##### Material to process #####

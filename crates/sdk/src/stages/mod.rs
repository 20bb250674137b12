//! Internal and external (S3, GCS) stages.

pub mod options;
mod requests;
mod rows;

pub use options::{
    DirectoryTableRefresh, DirectoryTableSet, ExternalGcsDirectoryTableOptions,
    ExternalS3DirectoryTableOptions, ExternalStageGcsEncryption, ExternalStageGcsEncryptionType,
    ExternalStageS3Credentials, ExternalStageS3Encryption, ExternalStageS3EncryptionType,
    FileFormatType, InternalDirectoryTableOptions, InternalStageEncryption,
    InternalStageEncryptionType, MatchByColumnName, OnError, StageCopyOptions, StageFileFormat,
};
pub use requests::{
    AlterDirectoryTableRequest, AlterExternalS3StageRequest, AlterInternalStageRequest,
    AlterStageRequest, CreateInternalStageRequest, CreateOnGcsStageRequest,
    CreateOnS3StageRequest, DropStageRequest, ShowStageRequest,
};
pub use rows::{Stage, StageProperty};

use crate::client::Client;
use crate::error::SdkError;
use crate::fragments::{In, Like};
use async_trait::async_trait;
use ddl_builder::{ObjectIdentifier, SchemaObjectIdentifier};
use rows::{StagePropertyRow, StageRow};
use tokio_util::sync::CancellationToken;

#[async_trait]
pub trait Stages: Send + Sync {
    async fn create_internal(
        &self,
        cancel: &CancellationToken,
        request: &CreateInternalStageRequest,
    ) -> Result<(), SdkError>;

    async fn create_on_s3(
        &self,
        cancel: &CancellationToken,
        request: &CreateOnS3StageRequest,
    ) -> Result<(), SdkError>;

    async fn create_on_gcs(
        &self,
        cancel: &CancellationToken,
        request: &CreateOnGcsStageRequest,
    ) -> Result<(), SdkError>;

    async fn alter(
        &self,
        cancel: &CancellationToken,
        request: &AlterStageRequest,
    ) -> Result<(), SdkError>;

    async fn alter_internal_stage(
        &self,
        cancel: &CancellationToken,
        request: &AlterInternalStageRequest,
    ) -> Result<(), SdkError>;

    async fn alter_external_s3_stage(
        &self,
        cancel: &CancellationToken,
        request: &AlterExternalS3StageRequest,
    ) -> Result<(), SdkError>;

    async fn alter_directory_table(
        &self,
        cancel: &CancellationToken,
        request: &AlterDirectoryTableRequest,
    ) -> Result<(), SdkError>;

    async fn drop(
        &self,
        cancel: &CancellationToken,
        request: &DropStageRequest,
    ) -> Result<(), SdkError>;

    async fn describe(
        &self,
        cancel: &CancellationToken,
        id: &SchemaObjectIdentifier,
    ) -> Result<Vec<StageProperty>, SdkError>;

    async fn show(
        &self,
        cancel: &CancellationToken,
        request: &ShowStageRequest,
    ) -> Result<Vec<Stage>, SdkError>;

    /// Finds the stage with exactly this identifier, or `NotFound`.
    async fn show_by_id(
        &self,
        cancel: &CancellationToken,
        id: &SchemaObjectIdentifier,
    ) -> Result<Stage, SdkError>;
}

/// [`Stages`] backed by a [`Client`].
#[derive(Clone)]
pub struct StagesApi {
    client: Client,
}

impl StagesApi {
    pub fn new(client: Client) -> Self {
        Self { client }
    }
}

#[async_trait]
impl Stages for StagesApi {
    async fn create_internal(
        &self,
        cancel: &CancellationToken,
        request: &CreateInternalStageRequest,
    ) -> Result<(), SdkError> {
        self.client
            .exec(cancel, "stages.create_internal", &request.to_opts())
            .await
    }

    async fn create_on_s3(
        &self,
        cancel: &CancellationToken,
        request: &CreateOnS3StageRequest,
    ) -> Result<(), SdkError> {
        self.client
            .exec(cancel, "stages.create_on_s3", &request.to_opts())
            .await
    }

    async fn create_on_gcs(
        &self,
        cancel: &CancellationToken,
        request: &CreateOnGcsStageRequest,
    ) -> Result<(), SdkError> {
        self.client
            .exec(cancel, "stages.create_on_gcs", &request.to_opts())
            .await
    }

    async fn alter(
        &self,
        cancel: &CancellationToken,
        request: &AlterStageRequest,
    ) -> Result<(), SdkError> {
        self.client
            .exec(cancel, "stages.alter", &request.to_opts())
            .await
    }

    async fn alter_internal_stage(
        &self,
        cancel: &CancellationToken,
        request: &AlterInternalStageRequest,
    ) -> Result<(), SdkError> {
        self.client
            .exec(cancel, "stages.alter_internal_stage", &request.to_opts())
            .await
    }

    async fn alter_external_s3_stage(
        &self,
        cancel: &CancellationToken,
        request: &AlterExternalS3StageRequest,
    ) -> Result<(), SdkError> {
        self.client
            .exec(cancel, "stages.alter_external_s3_stage", &request.to_opts())
            .await
    }

    async fn alter_directory_table(
        &self,
        cancel: &CancellationToken,
        request: &AlterDirectoryTableRequest,
    ) -> Result<(), SdkError> {
        self.client
            .exec(cancel, "stages.alter_directory_table", &request.to_opts())
            .await
    }

    async fn drop(
        &self,
        cancel: &CancellationToken,
        request: &DropStageRequest,
    ) -> Result<(), SdkError> {
        self.client
            .exec(cancel, "stages.drop", &request.to_opts())
            .await
    }

    async fn describe(
        &self,
        cancel: &CancellationToken,
        id: &SchemaObjectIdentifier,
    ) -> Result<Vec<StageProperty>, SdkError> {
        self.client
            .query::<StagePropertyRow, StageProperty>(
                cancel,
                "stages.describe",
                &requests::describe_opts(id),
            )
            .await
    }

    async fn show(
        &self,
        cancel: &CancellationToken,
        request: &ShowStageRequest,
    ) -> Result<Vec<Stage>, SdkError> {
        self.client
            .query::<StageRow, Stage>(cancel, "stages.show", &request.to_opts())
            .await
    }

    async fn show_by_id(
        &self,
        cancel: &CancellationToken,
        id: &SchemaObjectIdentifier,
    ) -> Result<Stage, SdkError> {
        let request = ShowStageRequest::new()
            .with_like(Like::new(id.name()))
            .with_in(In::Schema(id.schema_id()));
        let stages = self
            .client
            .query::<StageRow, Stage>(cancel, "stages.show_by_id", &request.to_opts())
            .await?;
        stages
            .into_iter()
            .find(|stage| {
                stage.database_name == id.database_name()
                    && stage.schema_name == id.schema_name()
                    && stage.name == id.name()
            })
            .ok_or_else(|| SdkError::not_found(format!("stage {id} does not exist")))
    }
}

#####

_Work instruction_. Nothing in the data may differ; print all of it exactly as written.

_Problem solution_.
filename crates/sdk/src/stages/mod.rs
repository 20bb250674137b12
//! Internal and external (S3, GCS) stages.

pub mod options;
mod requests;
mod rows;

pub use options::{
    DirectoryTableRefresh, DirectoryTableSet, ExternalGcsDirectoryTableOptions,
    ExternalS3DirectoryTableOptions, ExternalStageGcsEncryption, ExternalStageGcsEncryptionType,
    ExternalStageS3Credentials, ExternalStageS3Encryption, ExternalStageS3EncryptionType,
    FileFormatType, InternalDirectoryTableOptions, InternalStageEncryption,
    InternalStageEncryptionType, MatchByColumnName, OnError, StageCopyOptions, StageFileFormat,
};
pub use requests::{
    AlterDirectoryTableRequest, AlterExternalS3StageRequest, AlterInternalStageRequest,
    AlterStageRequest, CreateInternalStageRequest, CreateOnGcsStageRequest,
    CreateOnS3StageRequest, DropStageRequest, ShowStageRequest,
};
pub use rows::{Stage, StageProperty};

use crate::client::Client;
use crate::error::SdkError;
use crate::fragments::{In, Like};
use async_trait::async_trait;
use ddl_builder::{ObjectIdentifier, SchemaObjectIdentifier};
use rows::{StagePropertyRow, StageRow};
use tokio_util::sync::CancellationToken;

#[async_trait]
pub trait Stages: Send + Sync {
    async fn create_internal(
        &self,
        cancel: &CancellationToken,
        request: &CreateInternalStageRequest,
    ) -> Result<(), SdkError>;

    async fn create_on_s3(
        &self,
        cancel: &CancellationToken,
        request: &CreateOnS3StageRequest,
    ) -> Result<(), SdkError>;

    async fn create_on_gcs(
        &self,
        cancel: &CancellationToken,
        request: &CreateOnGcsStageRequest,
    ) -> Result<(), SdkError>;

    async fn alter(
        &self,
        cancel: &CancellationToken,
        request: &AlterStageRequest,
    ) -> Result<(), SdkError>;

    async fn alter_internal_stage(
        &self,
        cancel: &CancellationToken,
        request: &AlterInternalStageRequest,
    ) -> Result<(), SdkError>;

    async fn alter_external_s3_stage(
        &self,
        cancel: &CancellationToken,
        request: &AlterExternalS3StageRequest,
    ) -> Result<(), SdkError>;

    async fn alter_directory_table(
        &self,
        cancel: &CancellationToken,
        request: &AlterDirectoryTableRequest,
    ) -> Result<(), SdkError>;

    async fn drop(
        &self,
        cancel: &CancellationToken,
        request: &DropStageRequest,
    ) -> Result<(), SdkError>;

    async fn describe(
        &self,
        cancel: &CancellationToken,
        id: &SchemaObjectIdentifier,
    ) -> Result<Vec<StageProperty>, SdkError>;

    async fn show(
        &self,
        cancel: &CancellationToken,
        request: &ShowStageRequest,
    ) -> Result<Vec<Stage>, SdkError>;

    /// Finds the stage with exactly this identifier, or `NotFound`.
    async fn show_by_id(
        &self,
        cancel: &CancellationToken,
        id: &SchemaObjectIdentifier,
    ) -> Result<Stage, SdkError>;
}

/// [`Stages`] backed by a [`Client`].
#[derive(Clone)]
pub struct StagesApi {
    client: Client,
}

impl StagesApi {
    pub fn new(client: Client) -> Self {
        Self { client }
    }
}

#[async_trait]
impl Stages for StagesApi {
    async fn create_internal(
        &self,
        cancel: &CancellationToken,
        request: &CreateInternalStageRequest,
    ) -> Result<(), SdkError> {
        self.client
            .exec(cancel, "stages.create_internal", &request.to_opts())
            .await
    }

    async fn create_on_s3(
        &self,
        cancel: &CancellationToken,
        request: &CreateOnS3StageRequest,
    ) -> Result<(), SdkError> {
        self.client
            .exec(cancel, "stages.create_on_s3", &request.to_opts())
            .await
    }

    async fn create_on_gcs(
        &self,
        cancel: &CancellationToken,
        request: &CreateOnGcsStageRequest,
    ) -> Result<(), SdkError> {
        self.client
            .exec(cancel, "stages.create_on_gcs", &request.to_opts())
            .await
    }

    async fn alter(
        &self,
        cancel: &CancellationToken,
        request: &AlterStageRequest,
    ) -> Result<(), SdkError> {
        self.client
            .exec(cancel, "stages.alter", &request.to_opts())
            .await
    }

    async fn alter_internal_stage(
        &self,
        cancel: &CancellationToken,
        request: &AlterInternalStageRequest,
    ) -> Result<(), SdkError> {
        self.client
            .exec(cancel, "stages.alter_internal_stage", &request.to_opts())
            .await
    }

    async fn alter_external_s3_stage(
        &self,
        cancel: &CancellationToken,
        request: &AlterExternalS3StageRequest,
    ) -> Result<(), SdkError> {
        self.client
            .exec(cancel, "stages.alter_external_s3_stage", &request.to_opts())
            .await
    }

    async fn alter_directory_table(
        &self,
        cancel: &CancellationToken,
        request: &AlterDirectoryTableRequest,
    ) -> Result<(), SdkError> {
        self.client
            .exec(cancel, "stages.alter_directory_table", &request.to_opts())
            .await
    }

    async fn drop(
        &self,
        cancel: &CancellationToken,
        request: &DropStageRequest,
    ) -> Result<(), SdkError> {
        self.client
            .exec(cancel, "stages.drop", &request.to_opts())
            .await
    }

    async fn describe(
        &self,
        cancel: &CancellationToken,
        id: &SchemaObjectIdentifier,
    ) -> Result<Vec<StageProperty>, SdkError> {
        self.client
            .query::<StagePropertyRow, StageProperty>(
                cancel,
                "stages.describe",
                &requests::describe_opts(id),
            )
            .await
    }

    async fn show(
        &self,
        cancel: &CancellationToken,
        request: &ShowStageRequest,
    ) -> Result<Vec<Stage>, SdkError> {
        self.client
            .query::<StageRow, Stage>(cancel, "stages.show", &request.to_opts())
            .await
    }

    async fn show_by_id(
        &self,
        cancel: &CancellationToken,
        id: &SchemaObjectIdentifier,
    ) -> Result<Stage, SdkError> {
        let request = ShowStageRequest::new()
            .with_like(Like::new(id.name()))
            .with_in(In::Schema(id.schema_id()));
        let stages = self
            .client
            .query::<StageRow, Stage>(cancel, "stages.show_by_id", &request.to_opts())
            .await?;
        stages
            .into_iter()
            .find(|stage| {
                stage.database_name == id.database_name()
                    && stage.schema_name == id.schema_name()
                    && stage.name == id.name()
            })
            .ok_or_else(|| SdkError::not_found(format!("stage {id} does not exist")))
    }
}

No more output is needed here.